%%

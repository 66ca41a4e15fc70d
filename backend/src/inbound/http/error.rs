//! Mapping from domain failures to HTTP responses.
//!
//! The domain never names a status code. This adapter owns the table, hides
//! internal failure text from clients and answers the framework-level
//! failures (bad JSON, unknown routes) in the same JSON shape.

use actix_web::error::JsonPayloadError;
use actix_web::{HttpRequest, HttpResponse, ResponseError, http::StatusCode};
use serde::Serialize;
use tracing::{debug, error};

use crate::domain::{Error, ErrorCode, TRACE_ID_HEADER};

/// Result alias returned by every handler.
pub type ApiResult<T> = Result<T, Error>;

const REDACTED_MESSAGE: &str = "Internal server error";

fn status_for(code: ErrorCode) -> StatusCode {
    match code {
        ErrorCode::MissingField
        | ErrorCode::InvalidId
        | ErrorCode::InvalidRequest
        | ErrorCode::DuplicateEmail
        | ErrorCode::UserNotFound => StatusCode::BAD_REQUEST,
        ErrorCode::InvalidCredentials | ErrorCode::Unauthenticated => StatusCode::UNAUTHORIZED,
        ErrorCode::Forbidden => StatusCode::FORBIDDEN,
        ErrorCode::NotFound => StatusCode::NOT_FOUND,
        ErrorCode::InternalError => StatusCode::INTERNAL_SERVER_ERROR,
    }
}

fn redact_if_internal(error: &Error) -> Error {
    if error.code() != ErrorCode::InternalError {
        return error.clone();
    }
    let redacted = Error::internal(REDACTED_MESSAGE);
    match error.trace_id() {
        Some(id) => redacted.with_trace_id(id),
        None => redacted,
    }
}

impl ResponseError for Error {
    fn status_code(&self) -> StatusCode {
        status_for(self.code())
    }

    fn error_response(&self) -> HttpResponse {
        if self.code() == ErrorCode::InternalError {
            error!(
                message = self.message(),
                trace_id = self.trace_id(),
                "request failed with internal error"
            );
        }

        let mut builder = HttpResponse::build(self.status_code());
        if let Some(id) = self.trace_id() {
            builder.insert_header((TRACE_ID_HEADER, id.to_owned()));
        }
        builder.json(redact_if_internal(self))
    }
}

impl From<actix_web::Error> for Error {
    fn from(err: actix_web::Error) -> Self {
        error!(error = %err, "actix error promoted to domain error");
        Error::internal(REDACTED_MESSAGE)
    }
}

/// Turn JSON extractor failures into `InvalidRequest` bodies.
///
/// Installed through `web::JsonConfig::error_handler`.
pub fn json_error_handler(err: JsonPayloadError, _req: &HttpRequest) -> actix_web::Error {
    debug!(error = %err, "rejected request body");
    let message = match &err {
        JsonPayloadError::ContentType => "Content-Type must be application/json",
        JsonPayloadError::Overflow { .. } | JsonPayloadError::OverflowKnownLength { .. } => {
            "Request body is too large"
        }
        _ => "Request body is not valid JSON",
    };
    Error::invalid_request(message).into()
}

#[derive(Debug, Serialize)]
struct RouteNotFound<'a> {
    error: &'static str,
    path: &'a str,
    method: &'a str,
}

/// Fallback service for requests that match no route.
///
/// Echoes the path (including the query string) and method so clients can
/// spot typos.
pub async fn route_not_found(req: HttpRequest) -> HttpResponse {
    let path = req
        .uri()
        .path_and_query()
        .map_or_else(|| req.path(), |pq| pq.as_str());
    HttpResponse::NotFound().json(RouteNotFound {
        error: "Route not found",
        path,
        method: req.method().as_str(),
    })
}

#[cfg(test)]
mod tests;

%%

Print out the whole listing, with every line exactly as it appears.

repository 66ca41a4e15fc70d
filename backend/src/inbound/http/error.rs
//! Mapping from domain failures to HTTP responses.
//!
//! The domain never names a status code. This adapter owns the table, hides
//! internal failure text from clients and answers the framework-level
//! failures (bad JSON, unknown routes) in the same JSON shape.

use actix_web::error::JsonPayloadError;
use actix_web::{HttpRequest, HttpResponse, ResponseError, http::StatusCode};
use serde::Serialize;
use tracing::{debug, error};

use crate::domain::{Error, ErrorCode, TRACE_ID_HEADER};

/// Result alias returned by every handler.
pub type ApiResult<T> = Result<T, Error>;

const REDACTED_MESSAGE: &str = "Internal server error";

fn status_for(code: ErrorCode) -> StatusCode {
    match code {
        ErrorCode::MissingField
        | ErrorCode::InvalidId
        | ErrorCode::InvalidRequest
        | ErrorCode::DuplicateEmail
        | ErrorCode::UserNotFound => StatusCode::BAD_REQUEST,
        ErrorCode::InvalidCredentials | ErrorCode::Unauthenticated => StatusCode::UNAUTHORIZED,
        ErrorCode::Forbidden => StatusCode::FORBIDDEN,
        ErrorCode::NotFound => StatusCode::NOT_FOUND,
        ErrorCode::InternalError => StatusCode::INTERNAL_SERVER_ERROR,
    }
}

fn redact_if_internal(error: &Error) -> Error {
    if error.code() != ErrorCode::InternalError {
        return error.clone();
    }
    let redacted = Error::internal(REDACTED_MESSAGE);
    match error.trace_id() {
        Some(id) => redacted.with_trace_id(id),
        None => redacted,
    }
}

impl ResponseError for Error {
    fn status_code(&self) -> StatusCode {
        status_for(self.code())
    }

    fn error_response(&self) -> HttpResponse {
        if self.code() == ErrorCode::InternalError {
            error!(
                message = self.message(),
                trace_id = self.trace_id(),
                "request failed with internal error"
            );
        }

        let mut builder = HttpResponse::build(self.status_code());
        if let Some(id) = self.trace_id() {
            builder.insert_header((TRACE_ID_HEADER, id.to_owned()));
        }
        builder.json(redact_if_internal(self))
    }
}

impl From<actix_web::Error> for Error {
    fn from(err: actix_web::Error) -> Self {
        error!(error = %err, "actix error promoted to domain error");
        Error::internal(REDACTED_MESSAGE)
    }
}

/// Turn JSON extractor failures into `InvalidRequest` bodies.
///
/// Installed through `web::JsonConfig::error_handler`.
pub fn json_error_handler(err: JsonPayloadError, _req: &HttpRequest) -> actix_web::Error {
    debug!(error = %err, "rejected request body");
    let message = match &err {
        JsonPayloadError::ContentType => "Content-Type must be application/json",
        JsonPayloadError::Overflow { .. } | JsonPayloadError::OverflowKnownLength { .. } => {
            "Request body is too large"
        }
        _ => "Request body is not valid JSON",
    };
    Error::invalid_request(message).into()
}

#[derive(Debug, Serialize)]
struct RouteNotFound<'a> {
    error: &'static str,
    path: &'a str,
    method: &'a str,
}

/// Fallback service for requests that match no route.
///
/// Echoes the path (including the query string) and method so clients can
/// spot typos.
pub async fn route_not_found(req: HttpRequest) -> HttpResponse {
    let path = req
        .uri()
        .path_and_query()
        .map_or_else(|| req.path(), |pq| pq.as_str());
    HttpResponse::NotFound().json(RouteNotFound {
        error: "Route not found",
        path,
        method: req.method().as_str(),
    })
}

#[cfg(test)]
mod tests;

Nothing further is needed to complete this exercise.